Henry IV spent his last years in dismal disillusionment. His health, never good, was now broken, as was his spirit. Feeble, trembling, itchy with a skin disease rumored to be leprosy, and hardly able to walk, he may well have wondered what had gone wrong with his life. In his youth he had been accustomed to riches and magnificence; as king, he had scarcely enough money to provide for his government. As a young aristocrat he was known for his martial skills and his earned military glory; as king, he was eventually able to achieve domestic military success but it apparently resolved little and bestowed no fame. His refusal to engage in military expeditions against France cost him valuable public opinion. He began his reign as a successful usurper of a throne; he ended it troubled by those who wished that his son would usurp the father. He had been well liked as Henry Bolingbroke; as Henry IV, he was unpopular. Shakespeare wrote the line “Uneasy lies the head that wears a crown” for Henry IV—Shakespeare’s interpretation was insightful.

Henry’s last thoughts were of plans that might have been successfully conceived and carried out in his aristocratic youth. A bewildered old man—old before his time, even in the fifteenth century—the king spoke of invading France, of leading a new crusade to recapture the Holy Land, of making a pilgrimage to Jerusalem. Instead, he suffered a seizure in 1413 while praying in Westminster Abbey. He was carried into the Jerusalem Chamber, where he died. His trip to Jerusalem was appropriately ironic: Not much of his life was as he thought it would be.


Brown, A. L. “The Commons and the Council in the Reign of Henry IV.” English Historical Review 79 (January, 1964): 1-30. Brown attributes the actions of the Commons in the reign of Henry to a desire for good and economical government; the book argues against any constitutional program established by the first of the Lancastrian kings.

Jacob, E. F. The Fifteenth Century, 1399-1485. Oxford: Clarendon Press, 1961. Chapters 1-3 are basically a chronological account of Henry IV’s reign dominated by political history. A good introduction to the political problems of the reign.

Kirby, J. L. Henry IV of England. London: Archon Books, 1971. A scholarly political biography that adequately covers Henry and his problems—a rather conventional account.

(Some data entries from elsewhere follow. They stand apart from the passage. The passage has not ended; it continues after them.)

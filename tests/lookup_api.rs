//! Protocol tests for the lookup endpoint.
//!
//! Drives the router in-process and checks the exact JSON bodies the
//! authoritative DNS server consumes.

mod common;

use serde_json::json;
use std::sync::Arc;

use common::*;
use ddns_backend::store::HostRecord;

#[tokio::test]
async fn test_lookup_returns_matching_record() {
    let app = build_app(vec![make_record("home.dyn.example.com", "A", "1.2.3.4")]);

    let body = get_json(app, "/dnsapi/lookup/home.dyn.example.com/A").await;

    assert_eq!(
        body,
        json!({
            "result": [{
                "qname": "home.dyn.example.com",
                "qtype": "A",
                "content": "1.2.3.4",
                "ttl": 60,
                "priority": 0
            }]
        })
    );
}

#[tokio::test]
async fn test_lookup_trailing_dot_and_case_resolve_identically() {
    let app = build_app(vec![make_record("home.dyn.example.com", "A", "1.2.3.4")]);

    let plain = get_json(app.clone(), "/dnsapi/lookup/home.dyn.example.com/A").await;
    let dotted = get_json(app, "/dnsapi/lookup/Home.DYN.Example.com./A").await;

    assert_eq!(plain, dotted);
    assert!(plain["result"].is_array());
}

#[tokio::test]
async fn test_lookup_type_mismatch_is_no_result() {
    let app = build_app(vec![make_record("home.dyn.example.com", "A", "1.2.3.4")]);

    let body = get_json(app, "/dnsapi/lookup/home.dyn.example.com/AAAA").await;

    assert_eq!(body, json!({ "result": false }));
}

#[tokio::test]
async fn test_lookup_any_matches_stored_type() {
    let app = build_app(vec![make_record("home.dyn.example.com", "AAAA", "fd00::1")]);

    let body = get_json(app, "/dnsapi/lookup/home.dyn.example.com/ANY").await;

    assert_eq!(body["result"][0]["qtype"], "AAAA");
    assert_eq!(body["result"][0]["content"], "fd00::1");
}

#[tokio::test]
async fn test_lookup_unknown_name_is_no_result() {
    let app = build_app(vec![make_record("home.dyn.example.com", "A", "1.2.3.4")]);

    let body = get_json(app, "/dnsapi/lookup/other.dyn.example.com/A").await;

    assert_eq!(body, json!({ "result": false }));
}

#[tokio::test]
async fn test_lookup_cname_answer_carries_target_name() {
    let app = build_app(vec![make_record(
        "alias.dyn.example.com",
        "CNAME",
        "home.dyn.example.com",
    )]);

    let body = get_json(app, "/dnsapi/lookup/alias.dyn.example.com/CNAME").await;

    assert_eq!(body["result"][0]["qtype"], "CNAME");
    assert_eq!(body["result"][0]["content"], "home.dyn.example.com");
}

#[tokio::test]
async fn test_lookup_mx_priority_passes_through() {
    let app = build_app(vec![HostRecord {
        hostname: "dyn.example.com".to_string(),
        record_type: "MX".to_string(),
        content: "mail.example.com".to_string(),
        ttl: 300,
        priority: 10,
    }]);

    let body = get_json(app, "/dnsapi/lookup/dyn.example.com/MX").await;

    assert_eq!(body["result"][0]["priority"], 10);
    assert_eq!(body["result"][0]["ttl"], 300);
}

#[tokio::test]
async fn test_lookup_soa_apex_answered_with_empty_store() {
    let app = build_app(Vec::new());

    let body = get_json(app, "/dnsapi/lookup/dyn.example.com/SOA").await;

    assert_eq!(body["result"][0]["qname"], ZONE_APEX);
    assert_eq!(body["result"][0]["qtype"], "SOA");
    assert_eq!(
        body["result"][0]["content"],
        "ns1.example.com admin.example.com 2 3600 600 604800 60"
    );
}

#[tokio::test]
async fn test_lookup_soa_apex_with_trailing_dot() {
    let app = build_app(Vec::new());

    let body = get_json(app, "/dnsapi/lookup/dyn.example.com./SOA").await;

    assert_eq!(body["result"][0]["qtype"], "SOA");
}

#[tokio::test]
async fn test_lookup_soa_below_apex_is_no_result() {
    let app = build_app(Vec::new());

    let body = get_json(app, "/dnsapi/lookup/home.dyn.example.com/SOA").await;

    assert_eq!(body, json!({ "result": false }));
}

#[tokio::test]
async fn test_lookup_store_outage_looks_like_no_result_on_the_wire() {
    let app = build_app_with_store(Arc::new(DownStore));

    let body = get_json(app, "/dnsapi/lookup/home.dyn.example.com/A").await;

    assert_eq!(body, json!({ "result": false }));
}
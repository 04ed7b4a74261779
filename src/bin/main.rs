//! ddns-backend binary entry point.

use clap::Parser;
use ddns_backend::{telemetry, Backend, Config, MemoryStore};
use std::path::PathBuf;
use std::sync::Arc;
use tracing::{error, info};

/// HTTP lookup backend serving a dynamic-DNS zone to an authoritative DNS server.
#[derive(Parser, Debug)]
#[command(name = "ddns-backend")]
#[command(version, about, long_about = None)]
struct Args {
    /// Path to configuration file (TOML).
    #[arg(short, long, default_value = "ddns-backend.toml")]
    config: PathBuf,
}

#[tokio::main]
async fn main() -> Result<(), Box<dyn std::error::Error>> {
    let args = Args::parse();

    // Load configuration
    let config: Config = config::Config::builder()
        .add_source(config::File::from(args.config.clone()))
        .add_source(
            config::Environment::with_prefix("DDNS_BACKEND")
                .separator("__")
                .try_parsing(true),
        )
        .build()?
        .try_deserialize()?;

    // Initialize telemetry
    telemetry::init(&config.telemetry).map_err(|e| e as Box<dyn std::error::Error>)?;

    info!(
        config_file = %args.config.display(),
        listen_addr = %config.backend.listen_addr,
        domain = %config.backend.domain,
        preloaded_records = config.backend.records.len(),
        "Starting ddns-backend"
    );

    // Seed the in-memory store with the configured records
    let store = Arc::new(MemoryStore::with_records(config.backend.records.clone()));

    let backend = Backend::new(config.backend, store);
    let result = backend.run().await;

    // Shutdown telemetry
    telemetry::shutdown();

    if let Err(e) = result {
        error!("Backend error: {}", e);
        return Err(e.into());
    }

    info!("ddns-backend shutdown complete");
    Ok(())
}
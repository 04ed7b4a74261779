//! Zone descriptor and metadata responses for the DNS server's
//! housekeeping calls.
//!
//! These are constant-shape replies independent of any stored state; the
//! only dynamic field is the timestamp placed into `last_check`.

use serde::Serialize;
use std::collections::BTreeMap;
use std::time::{SystemTime, UNIX_EPOCH};

use crate::config::BackendConfig;
use crate::resolver::normalize_name;

/// Serial reported for the zone, in both the descriptor and the
/// synthesized SOA content.
///
/// Constant sentinel: a native zone never undergoes serial-based
/// master/slave sync, so the value never has to move.
pub const ZONE_SERIAL: u32 = 2;

/// Zone descriptor returned by `getAllDomains`.
#[derive(Debug, Clone, Serialize)]
pub struct DomainInfo {
    /// Zone identifier; there is only ever one zone.
    pub id: u32,
    /// Zone name as FQDN with trailing dot.
    pub zone: String,
    /// Secondary masters; always empty for a native zone.
    pub masters: Vec<String>,
    /// Serial last notified to secondaries.
    pub notified_serial: u32,
    /// Current zone serial.
    pub serial: u32,
    /// Unix timestamp of this metadata request.
    pub last_check: i64,
    /// Zone kind; always "native".
    pub kind: String,
}

/// Describe the configured zone.
///
/// Built fresh on every call and never cached; `last_check` carries the
/// current time.
pub fn describe_zone(config: &BackendConfig) -> DomainInfo {
    let last_check = SystemTime::now()
        .duration_since(UNIX_EPOCH)
        .map(|d| d.as_secs() as i64)
        .unwrap_or(0);

    DomainInfo {
        id: 1,
        zone: format!("{}.", normalize_name(&config.domain)),
        masters: Vec::new(),
        notified_serial: ZONE_SERIAL,
        serial: ZONE_SERIAL,
        last_check,
        kind: "native".to_string(),
    }
}

/// Per-kind metadata probe.
///
/// No metadata of any kind is configured; the reply is a fixed sentinel
/// regardless of `name` and `kind`.
pub fn metadata(_name: &str, _kind: &str) -> Vec<String> {
    vec!["0".to_string()]
}

/// All-kinds metadata probe.
///
/// The protocol only ever examines "PRESIGNED"; the sentinel value marks
/// the zone as not presigned.
pub fn all_metadata(_name: &str) -> BTreeMap<String, Vec<String>> {
    BTreeMap::from([("PRESIGNED".to_string(), vec!["0".to_string()])])
}
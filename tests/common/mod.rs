//! Shared test infrastructure for the remote-backend protocol tests.

use axum::body::Body;
use axum::http::{Request, StatusCode};
use axum::Router;
use http_body_util::BodyExt;
use serde_json::Value;
use std::sync::Arc;
use tower::ServiceExt;

use ddns_backend::config::{BackendConfig, SoaConfig};
use ddns_backend::server::{router, AppState};
use ddns_backend::store::{HostRecord, MemoryStore, RecordStore, StoreError};

// --- Constants ---

pub const ZONE_APEX: &str = "dyn.example.com";

// --- Config builders ---

pub fn test_backend_config() -> BackendConfig {
    BackendConfig {
        listen_addr: "127.0.0.1:8057".parse().unwrap(),
        domain: ZONE_APEX.to_string(),
        ttl: 60,
        records: Vec::new(),
        soa: SoaConfig::default(),
    }
}

// --- Record builders ---

pub fn make_record(hostname: &str, record_type: &str, content: &str) -> HostRecord {
    HostRecord {
        hostname: hostname.to_string(),
        record_type: record_type.to_string(),
        content: content.to_string(),
        ttl: 60,
        priority: 0,
    }
}

// --- App builders ---

/// Build a router over an in-memory store seeded with `records`.
pub fn build_app(records: Vec<HostRecord>) -> Router {
    let store = Arc::new(MemoryStore::with_records(records));
    router(AppState::new(test_backend_config(), store))
}

/// Build a router over an arbitrary store implementation.
pub fn build_app_with_store(store: Arc<dyn RecordStore>) -> Router {
    router(AppState::new(test_backend_config(), store))
}

/// Store that fails every read, for exercising the outage path.
pub struct DownStore;

impl RecordStore for DownStore {
    fn find_by_hostname(&self, _hostname: &str) -> Result<Vec<HostRecord>, StoreError> {
        Err(StoreError::Unavailable("connection refused".to_string()))
    }
}

// --- Request helpers ---

/// GET a path and return the parsed JSON body.
///
/// Asserts the protocol's blanket status contract: every response is
/// HTTP 200, success or not.
pub async fn get_json(app: Router, path: &str) -> Value {
    let response = app
        .oneshot(Request::builder().uri(path).body(Body::empty()).unwrap())
        .await
        .unwrap();

    assert_eq!(response.status(), StatusCode::OK);

    let body = response.into_body().collect().await.unwrap().to_bytes();
    serde_json::from_slice(&body).unwrap()
}
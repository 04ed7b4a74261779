//! Host record storage consumed by the resolution core.
//!
//! The backend reads records through the [`RecordStore`] trait. The write
//! path that registers or refreshes dynamic-DNS entries lives behind a
//! separate management interface; [`MemoryStore`] only exposes mutators so
//! the binary can seed records from configuration and tests can set up
//! fixtures.

use parking_lot::RwLock;
use serde::{Deserialize, Serialize};
use std::collections::HashMap;
use std::sync::Arc;
use thiserror::Error;
use tracing::debug;

use crate::metrics;
use crate::resolver::normalize_name;

/// A dynamic-DNS host entry.
#[derive(Debug, Clone, PartialEq, Eq, Serialize, Deserialize)]
pub struct HostRecord {
    /// Hostname the record answers for, stored normalized (ASCII
    /// lower-case, no trailing dot) so lookups are a pure equality match.
    pub hostname: String,
    /// DNS record type mnemonic (A, AAAA, CNAME, ...).
    pub record_type: String,
    /// Record payload: target IP or canonical name.
    pub content: String,
    /// Time-to-live in seconds.
    pub ttl: u32,
    /// Priority for MX-like types, 0 otherwise.
    #[serde(default)]
    pub priority: u16,
}

/// Errors surfaced by a record store.
#[derive(Debug, Error)]
pub enum StoreError {
    /// The store cannot be reached or queried.
    #[error("record store unavailable: {0}")]
    Unavailable(String),
}

/// Read interface the resolution core depends on.
pub trait RecordStore: Send + Sync {
    /// Fetch all records whose normalized hostname equals `hostname`.
    ///
    /// Returns records in a stable, deterministic order; an empty vec (not
    /// an error) means nothing matched. A read observes a consistent,
    /// possibly stale, never torn snapshot of the records.
    fn find_by_hostname(&self, hostname: &str) -> Result<Vec<HostRecord>, StoreError>;
}

/// Thread-safe in-memory record store.
#[derive(Debug, Clone, Default)]
pub struct MemoryStore {
    inner: Arc<RwLock<MemoryStoreInner>>,
}

#[derive(Debug, Default)]
struct MemoryStoreInner {
    /// hostname -> records in insertion order
    records: HashMap<String, Vec<HostRecord>>,
}

impl MemoryStoreInner {
    fn total(&self) -> usize {
        self.records.values().map(Vec::len).sum()
    }
}

impl MemoryStore {
    /// Create a new empty store.
    pub fn new() -> Self {
        Self::default()
    }

    /// Create a store seeded with the given records.
    pub fn with_records(records: impl IntoIterator<Item = HostRecord>) -> Self {
        let store = Self::new();
        for record in records {
            store.upsert(record);
        }
        store
    }

    /// Insert or refresh a record.
    ///
    /// The hostname is normalized on the way in. An existing record with
    /// the same hostname and type is replaced in place, preserving its
    /// position, so insertion order stays stable across refreshes.
    pub fn upsert(&self, mut record: HostRecord) {
        record.hostname = normalize_name(&record.hostname);

        let mut inner = self.inner.write();
        debug!(
            hostname = %record.hostname,
            record_type = %record.record_type,
            content = %record.content,
            "upserting record"
        );

        let entries = inner.records.entry(record.hostname.clone()).or_default();
        match entries
            .iter()
            .position(|r| r.record_type == record.record_type)
        {
            Some(idx) => entries[idx] = record,
            None => entries.push(record),
        }

        metrics::record_store_records(inner.total());
    }

    /// Remove all records for a hostname.
    pub fn remove(&self, hostname: &str) {
        let mut inner = self.inner.write();
        if inner.records.remove(&normalize_name(hostname)).is_some() {
            debug!(hostname, "removed records");
            metrics::record_store_records(inner.total());
        }
    }

    /// Total record count across all hostnames.
    pub fn record_count(&self) -> usize {
        self.inner.read().total()
    }

    /// Count of distinct hostnames with at least one record.
    pub fn hostname_count(&self) -> usize {
        self.inner.read().records.len()
    }
}

impl RecordStore for MemoryStore {
    fn find_by_hostname(&self, hostname: &str) -> Result<Vec<HostRecord>, StoreError> {
        let inner = self.inner.read();
        Ok(inner.records.get(hostname).cloned().unwrap_or_default())
    }
}
//! Shared fixtures for nodoka-player integration tests
//!
//! - `fake_backend`: scripted [`MediaBackend`] that records every call
//! - `audio_generator`: WAV files for the real headless backend
//! - library setup on an in-memory database with a temp sidecar folder

#![allow(dead_code)]

pub mod audio_generator;
pub mod fake_backend;

pub use audio_generator::generate_silent_wav;
pub use fake_backend::{BackendCall, FakeBackend};

use nodoka_common::db::{create_tables, NewAudiobook};
use nodoka_player::db::library;
use nodoka_player::{AudiobookProxy, PlayerNotification, ProxyCache, ScanEvent, SidecarStore};
use sqlx::sqlite::SqlitePoolOptions;
use sqlx::{Pool, Sqlite};
use std::sync::Arc;
use std::time::Duration;
use tempfile::TempDir;
use tokio::sync::broadcast;

/// Upper bound for anything a test waits on
pub const WAIT: Duration = Duration::from_secs(5);

/// In-memory library plus a sidecar store in a temp folder
pub struct TestLibrary {
    pub db: Pool<Sqlite>,
    pub cache: Arc<ProxyCache>,
    pub dir: TempDir,
}

impl TestLibrary {
    pub async fn new() -> Self {
        Self::with_capacity(1000).await
    }

    pub async fn with_capacity(capacity: usize) -> Self {
        let db = SqlitePoolOptions::new()
            .max_connections(1)
            .connect("sqlite::memory:")
            .await
            .expect("in-memory database");
        create_tables(&db).await.expect("schema");

        let dir = tempfile::tempdir().expect("temp dir");
        let store = SidecarStore::open(dir.path().join("sidecar")).expect("sidecar store");
        let cache = Arc::new(ProxyCache::new(store, capacity));

        Self { db, cache, dir }
    }

    /// Register an audiobook under `/books/<name>` with the given file paths
    pub async fn add_audiobook(&self, name: &str, paths: &[&str]) -> Arc<AudiobookProxy> {
        let book = NewAudiobook {
            directory: "/books".to_string(),
            name: name.to_string(),
            full_path: format!("/books/{}", name),
            default_order: 0,
        };
        let id = library::register_audiobook(&self.db, &book, paths)
            .await
            .expect("register audiobook");
        self.cache
            .load_audiobook(&self.db, id)
            .await
            .expect("load audiobook")
    }
}

/// Wait for the first notification matching `predicate`
pub async fn wait_for_notification<F>(
    rx: &mut broadcast::Receiver<PlayerNotification>,
    mut predicate: F,
) -> PlayerNotification
where
    F: FnMut(&PlayerNotification) -> bool,
{
    tokio::time::timeout(WAIT, async {
        loop {
            match rx.recv().await {
                Ok(notification) if predicate(&notification) => return notification,
                Ok(_) => continue,
                Err(broadcast::error::RecvError::Lagged(_)) => continue,
                Err(broadcast::error::RecvError::Closed) => panic!("player dropped"),
            }
        }
    })
    .await
    .expect("timed out waiting for player notification")
}

/// Collect scan events up to and including `Drained`
pub async fn collect_until_drained(rx: &mut broadcast::Receiver<ScanEvent>) -> Vec<ScanEvent> {
    tokio::time::timeout(WAIT, async {
        let mut events = Vec::new();
        loop {
            match rx.recv().await {
                Ok(ScanEvent::Drained) => {
                    events.push(ScanEvent::Drained);
                    return events;
                }
                Ok(event) => events.push(event),
                Err(e) => panic!("scan events lost: {}", e),
            }
        }
    })
    .await
    .expect("timed out waiting for scan queue to drain")
}

/// Poll `condition` until it holds
pub async fn wait_until<F: Fn() -> bool>(condition: F) {
    tokio::time::timeout(WAIT, async {
        while !condition() {
            tokio::time::sleep(Duration::from_millis(5)).await;
        }
    })
    .await
    .expect("condition never became true");
}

Wilkinson, Bertie. “The Deposition of Richard II and the Accession of Henry IV.” English Historical Review 54 (April, 1939): 215-239. Wilkinson sets forth an argument that Parliament did not grant Henry Bolingbroke a parliamentary title. Henry’s failure to obtain such a title revealed one of his major political weaknesses.

Wylie, James H. History of England Under Henry the Fourth. 4 vols. London: Longman, 1884-1898. Reprint. New York: AMS Press, 1968. Wylie’s work is diminished by more recent interpretations, although it is still of value for its coverage of the politics of Henry’s reign and, more important, for the sources it contains.